Differential modulation of plant and fungal phosphate transporters and expression of mycelial traits in diverse mycorrhizal maize inbred lines.

Current food crop production systems are heavily dependent on the use of chemical fertilizers, of which those containing phosphorus (P), essential for plant growth and development, represent a non-renewable mineral resource whose reserves are estimated to decline within 100-200 years. The microbiota associated with plant roots, mainly represented by arbuscular mycorrhizal fungi (AMF) can be exploited for reducing external P input into agro-ecosystems. In this study, plant and fungal variables involved in P acquisition were investigated in four maize inbred lines (Oh40B, Mo17, Oh43 and B73), differing for mycorrhizal responsiveness and low-P tolerance, when inoculated with the symbiont Rhizoglomus irregulare. The expression patterns of genes encoding phosphate transporters (PTs) in extraradical and intraradical mycelium (ERM and IRM) and in maize roots were assessed along with plant growth responses, P uptake and ERM extent and structure.
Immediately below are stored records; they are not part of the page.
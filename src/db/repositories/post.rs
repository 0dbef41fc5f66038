//! Blog post repository

use crate::config::DatabaseDriver;
use crate::db::pool::{mysql, sqlite};
use crate::db::DynDatabasePool;
use crate::models::{Post, PostFilter};
use anyhow::{Context, Result};
use async_trait::async_trait;
use chrono::Utc;
use sqlx::{MySqlPool, Row, SqlitePool};
use std::sync::Arc;

use super::query::{bind_mysql, bind_sqlite, tags_from_json, tags_to_json, Filters, SqlValue};

const POST_COLUMNS: &str = "id, slug, title, excerpt, content, content_html, cover_image, status, tags, published_at, created_at, updated_at";

#[async_trait]
pub trait PostRepository: Send + Sync {
    async fn create(&self, post: &Post) -> Result<Post>;
    async fn get_by_id(&self, id: i64) -> Result<Option<Post>>;
    async fn get_by_slug(&self, slug: &str) -> Result<Option<Post>>;
    async fn list(&self, filter: &PostFilter, order_by: &str, offset: i64, limit: i64) -> Result<Vec<Post>>;
    async fn count(&self, filter: &PostFilter) -> Result<i64>;
    async fn update(&self, post: &Post) -> Result<Post>;
    async fn delete(&self, id: i64) -> Result<bool>;
    async fn exists_by_slug(&self, slug: &str) -> Result<bool>;
}

pub struct SqlxPostRepository {
    pool: DynDatabasePool,
}

impl SqlxPostRepository {
    pub fn new(pool: DynDatabasePool) -> Self {
        Self { pool }
    }

    pub fn boxed(pool: DynDatabasePool) -> Arc<dyn PostRepository> {
        Arc::new(Self::new(pool))
    }
}

#[async_trait]
impl PostRepository for SqlxPostRepository {
    async fn create(&self, post: &Post) -> Result<Post> {
        match self.pool.driver() {
            DatabaseDriver::Sqlite => create_sqlite(sqlite(&self.pool)?, post).await,
            DatabaseDriver::Mysql => create_mysql(mysql(&self.pool)?, post).await,
        }
    }

    async fn get_by_id(&self, id: i64) -> Result<Option<Post>> {
        match self.pool.driver() {
            DatabaseDriver::Sqlite => get_by_sqlite(sqlite(&self.pool)?, "id", id.into()).await,
            DatabaseDriver::Mysql => get_by_mysql(mysql(&self.pool)?, "id", id.into()).await,
        }
    }

    async fn get_by_slug(&self, slug: &str) -> Result<Option<Post>> {
        match self.pool.driver() {
            DatabaseDriver::Sqlite => get_by_sqlite(sqlite(&self.pool)?, "slug", slug.into()).await,
            DatabaseDriver::Mysql => get_by_mysql(mysql(&self.pool)?, "slug", slug.into()).await,
        }
    }

    async fn list(&self, filter: &PostFilter, order_by: &str, offset: i64, limit: i64) -> Result<Vec<Post>> {
        let filters = post_filters(filter);
        let sql = format!(
            "SELECT {} FROM posts{} ORDER BY {} LIMIT ? OFFSET ?",
            POST_COLUMNS,
            filters.where_sql(),
            order_by
        );
        match self.pool.driver() {
            DatabaseDriver::Sqlite => {
                let rows = bind_sqlite(sqlx::query(&sql), filters.values())
                    .bind(limit)
                    .bind(offset)
                    .fetch_all(sqlite(&self.pool)?)
                    .await
                    .context("Failed to list posts")?;
                rows.iter().map(row_to_post_sqlite).collect()
            }
            DatabaseDriver::Mysql => {
                let rows = bind_mysql(sqlx::query(&sql), filters.values())
                    .bind(limit)
                    .bind(offset)
                    .fetch_all(mysql(&self.pool)?)
                    .await
                    .context("Failed to list posts")?;
                rows.iter().map(row_to_post_mysql).collect()
            }
        }
    }

    async fn count(&self, filter: &PostFilter) -> Result<i64> {
        let filters = post_filters(filter);
        let sql = format!("SELECT COUNT(*) as count FROM posts{}", filters.where_sql());
        let count: i64 = match self.pool.driver() {
            DatabaseDriver::Sqlite => bind_sqlite(sqlx::query(&sql), filters.values())
                .fetch_one(sqlite(&self.pool)?)
                .await
                .context("Failed to count posts")?
                .get("count"),
            DatabaseDriver::Mysql => bind_mysql(sqlx::query(&sql), filters.values())
                .fetch_one(mysql(&self.pool)?)
                .await
                .context("Failed to count posts")?
                .get("count"),
        };
        Ok(count)
    }

    async fn update(&self, post: &Post) -> Result<Post> {
        match self.pool.driver() {
            DatabaseDriver::Sqlite => update_sqlite(sqlite(&self.pool)?, post).await,
            DatabaseDriver::Mysql => update_mysql(mysql(&self.pool)?, post).await,
        }
    }

    async fn delete(&self, id: i64) -> Result<bool> {
        let affected = match self.pool.driver() {
            DatabaseDriver::Sqlite => sqlx::query("DELETE FROM posts WHERE id = ?")
                .bind(id)
                .execute(sqlite(&self.pool)?)
                .await
                .context("Failed to delete post")?
                .rows_affected(),
            DatabaseDriver::Mysql => sqlx::query("DELETE FROM posts WHERE id = ?")
                .bind(id)
                .execute(mysql(&self.pool)?)
                .await
                .context("Failed to delete post")?
                .rows_affected(),
        };
        Ok(affected > 0)
    }

    async fn exists_by_slug(&self, slug: &str) -> Result<bool> {
        let sql = "SELECT COUNT(*) as count FROM posts WHERE slug = ?";
        let count: i64 = match self.pool.driver() {
            DatabaseDriver::Sqlite => sqlx::query(sql)
                .bind(slug)
                .fetch_one(sqlite(&self.pool)?)
                .await
                .context("Failed to check post slug existence")?
                .get("count"),
            DatabaseDriver::Mysql => sqlx::query(sql)
                .bind(slug)
                .fetch_one(mysql(&self.pool)?)
                .await
                .context("Failed to check post slug existence")?
                .get("count"),
        };
        Ok(count > 0)
    }
}

fn post_filters(filter: &PostFilter) -> Filters {
    let mut filters = Filters::new();
    if let Some(status) = &filter.status {
        filters.eq("status", status.to_lowercase());
    }
    if let Some(tag) = &filter.tag {
        filters.has_tag("tags", tag);
    }
    if let Some(search) = &filter.search {
        filters.search(&["title", "excerpt", "content"], search);
    }
    filters
}

// SQLite implementations
async fn create_sqlite(pool: &SqlitePool, post: &Post) -> Result<Post> {
    let now = Utc::now();
    let result = sqlx::query(
        r#"
        INSERT INTO posts (slug, title, excerpt, content, content_html, cover_image, status, tags, published_at, created_at, updated_at)
        VALUES (?, ?, ?, ?, ?, ?, ?, ?, ?, ?, ?)
        "#,
    )
    .bind(&post.slug)
    .bind(&post.title)
    .bind(&post.excerpt)
    .bind(&post.content)
    .bind(&post.content_html)
    .bind(&post.cover_image)
    .bind(post.status.to_string())
    .bind(tags_to_json(&post.tags))
    .bind(post.published_at)
    .bind(now)
    .bind(now)
    .execute(pool)
    .await
    .context("Failed to create post")?;

    Ok(Post {
        id: result.last_insert_rowid(),
        created_at: now,
        updated_at: now,
        ..post.clone()
    })
}

async fn get_by_sqlite(pool: &SqlitePool, column: &str, value: SqlValue) -> Result<Option<Post>> {
    let sql = format!("SELECT {} FROM posts WHERE {} = ?", POST_COLUMNS, column);
    let row = bind_sqlite(sqlx::query(&sql), &[value])
        .fetch_optional(pool)
        .await
        .context("Failed to get post")?;
    row.as_ref().map(row_to_post_sqlite).transpose()
}

async fn update_sqlite(pool: &SqlitePool, post: &Post) -> Result<Post> {
    sqlx::query(
        r#"
        UPDATE posts
        SET slug = ?, title = ?, excerpt = ?, content = ?, content_html = ?, cover_image = ?, status = ?, tags = ?, published_at = ?, updated_at = ?
        WHERE id = ?
        "#,
    )
    .bind(&post.slug)
    .bind(&post.title)
    .bind(&post.excerpt)
    .bind(&post.content)
    .bind(&post.content_html)
    .bind(&post.cover_image)
    .bind(post.status.to_string())
    .bind(tags_to_json(&post.tags))
    .bind(post.published_at)
    .bind(Utc::now())
    .bind(post.id)
    .execute(pool)
    .await
    .context("Failed to update post")?;
    get_by_sqlite(pool, "id", post.id.into())
        .await?
        .ok_or_else(|| anyhow::anyhow!("Post not found after update"))
}

fn row_to_post_sqlite(row: &sqlx::sqlite::SqliteRow) -> Result<Post> {
    let status: String = row.get("status");
    let tags: String = row.get("tags");
    Ok(Post {
        id: row.get("id"),
        slug: row.get("slug"),
        title: row.get("title"),
        excerpt: row.get("excerpt"),
        content: row.get("content"),
        content_html: row.get("content_html"),
        cover_image: row.get("cover_image"),
        status: status.parse()?,
        tags: tags_from_json(&tags),
        published_at: row.get("published_at"),
        created_at: row.get("created_at"),
        updated_at: row.get("updated_at"),
    })
}

// MySQL implementations
async fn create_mysql(pool: &MySqlPool, post: &Post) -> Result<Post> {
    let now = Utc::now();
    let result = sqlx::query(
        r#"
        INSERT INTO posts (slug, title, excerpt, content, content_html, cover_image, status, tags, published_at, created_at, updated_at)
        VALUES (?, ?, ?, ?, ?, ?, ?, ?, ?, ?, ?)
        "#,
    )
    .bind(&post.slug)
    .bind(&post.title)
    .bind(&post.excerpt)
    .bind(&post.content)
    .bind(&post.content_html)
    .bind(&post.cover_image)
    .bind(post.status.to_string())
    .bind(tags_to_json(&post.tags))
    .bind(post.published_at)
    .bind(now)
    .bind(now)
    .execute(pool)
    .await
    .context("Failed to create post")?;

    Ok(Post {
        id: result.last_insert_id() as i64,
        created_at: now,
        updated_at: now,
        ..post.clone()
    })
}

async fn get_by_mysql(pool: &MySqlPool, column: &str, value: SqlValue) -> Result<Option<Post>> {
    let sql = format!("SELECT {} FROM posts WHERE {} = ?", POST_COLUMNS, column);
    let row = bind_mysql(sqlx::query(&sql), &[value])
        .fetch_optional(pool)
        .await
        .context("Failed to get post")?;
    row.as_ref().map(row_to_post_mysql).transpose()
}

async fn update_mysql(pool: &MySqlPool, post: &Post) -> Result<Post> {
    sqlx::query(
        r#"
        UPDATE posts
        SET slug = ?, title = ?, excerpt = ?, content = ?, content_html = ?, cover_image = ?, status = ?, tags = ?, published_at = ?, updated_at = ?
        WHERE id = ?
        "#,
    )
    .bind(&post.slug)
    .bind(&post.title)
    .bind(&post.excerpt)
    .bind(&post.content)
    .bind(&post.content_html)
    .bind(&post.cover_image)
    .bind(post.status.to_string())
    .bind(tags_to_json(&post.tags))
    .bind(post.published_at)
    .bind(Utc::now())
    .bind(post.id)
    .execute(pool)
    .await
    .context("Failed to update post")?;
    get_by_mysql(pool, "id", post.id.into())
        .await?
        .ok_or_else(|| anyhow::anyhow!("Post not found after update"))
}

fn row_to_post_mysql(row: &sqlx::mysql::MySqlRow) -> Result<Post> {
    let status: String = row.get("status");
    let tags: String = row.get("tags");
    Ok(Post {
        id: row.get("id"),
        slug: row.get("slug"),
        title: row.get("title"),
        excerpt: row.get("excerpt"),
        content: row.get("content"),
        content_html: row.get("content_html"),
        cover_image: row.get("cover_image"),
        status: status.parse()?,
        tags: tags_from_json(&tags),
        published_at: row.get("published_at"),
        created_at: row.get("created_at"),
        updated_at: row.get("updated_at"),
    })
}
The four maize lines differed in expression levels of PT genes in both plant and fungal tissues, in ERM phenotypic traits and plant performance. Expression of PT genes in roots and ERM of the low-P tolerant maize line Mo17 was higher than that detected in the low-P susceptible line B73, which revealed larger ERM hyphal densities and interconnectedness. Significant correlations were found between ERM structural traits, and both expression levels of PT genes and mycorrhizal host benefit data. Further studies aimed at improving our knowledge of the genetic mechanisms regulating the functioning of AMF symbiosis may lead to the development of new strategies of targeted molecular breeding to obtain more sustainable low-P tolerant crops.